* The problem *
Each line of the data below that holds the word "code" is to be reported in full.

Collected data entries
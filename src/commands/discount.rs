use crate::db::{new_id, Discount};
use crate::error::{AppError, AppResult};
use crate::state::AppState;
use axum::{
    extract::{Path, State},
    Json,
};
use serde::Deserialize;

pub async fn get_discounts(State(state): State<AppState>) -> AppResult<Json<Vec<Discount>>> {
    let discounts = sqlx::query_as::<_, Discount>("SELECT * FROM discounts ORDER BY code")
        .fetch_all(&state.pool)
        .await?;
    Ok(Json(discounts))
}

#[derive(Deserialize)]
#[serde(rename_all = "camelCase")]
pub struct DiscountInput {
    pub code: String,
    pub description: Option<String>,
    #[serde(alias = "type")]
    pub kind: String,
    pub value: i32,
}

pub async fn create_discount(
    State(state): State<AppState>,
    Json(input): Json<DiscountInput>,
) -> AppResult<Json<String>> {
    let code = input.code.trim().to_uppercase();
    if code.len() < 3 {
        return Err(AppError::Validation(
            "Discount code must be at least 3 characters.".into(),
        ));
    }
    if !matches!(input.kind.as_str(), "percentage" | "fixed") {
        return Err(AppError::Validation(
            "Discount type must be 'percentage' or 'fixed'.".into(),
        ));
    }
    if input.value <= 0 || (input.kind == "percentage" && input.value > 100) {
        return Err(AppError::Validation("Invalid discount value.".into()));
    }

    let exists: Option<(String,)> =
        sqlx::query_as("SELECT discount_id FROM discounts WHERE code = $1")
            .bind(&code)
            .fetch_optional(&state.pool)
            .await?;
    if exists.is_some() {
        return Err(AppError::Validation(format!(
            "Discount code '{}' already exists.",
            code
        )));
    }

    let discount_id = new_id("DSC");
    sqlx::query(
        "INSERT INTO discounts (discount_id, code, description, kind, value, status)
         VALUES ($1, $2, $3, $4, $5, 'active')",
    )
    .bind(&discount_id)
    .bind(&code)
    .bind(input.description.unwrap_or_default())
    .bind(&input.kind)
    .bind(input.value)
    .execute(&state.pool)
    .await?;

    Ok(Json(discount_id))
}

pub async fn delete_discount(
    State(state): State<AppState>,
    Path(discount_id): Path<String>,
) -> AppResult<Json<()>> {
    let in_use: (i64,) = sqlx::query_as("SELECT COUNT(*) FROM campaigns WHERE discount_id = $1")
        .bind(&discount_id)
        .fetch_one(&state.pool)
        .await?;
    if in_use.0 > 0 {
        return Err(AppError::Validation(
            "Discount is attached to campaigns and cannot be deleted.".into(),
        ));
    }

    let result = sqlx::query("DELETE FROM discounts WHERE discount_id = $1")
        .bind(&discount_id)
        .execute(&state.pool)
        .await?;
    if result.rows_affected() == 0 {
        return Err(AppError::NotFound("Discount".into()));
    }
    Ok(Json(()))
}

* Output of the exercise *
    let discounts = sqlx::query_as::<_, Discount>("SELECT * FROM discounts ORDER BY code")
    pub code: String,
    let code = input.code.trim().to_uppercase();
    if code.len() < 3 {
            "Discount code must be at least 3 characters.".into(),
        sqlx::query_as("SELECT discount_id FROM discounts WHERE code = $1")
            .bind(&code)
            "Discount code '{}' already exists.",
            code
        "INSERT INTO discounts (discount_id, code, description, kind, value, status)
    .bind(&code)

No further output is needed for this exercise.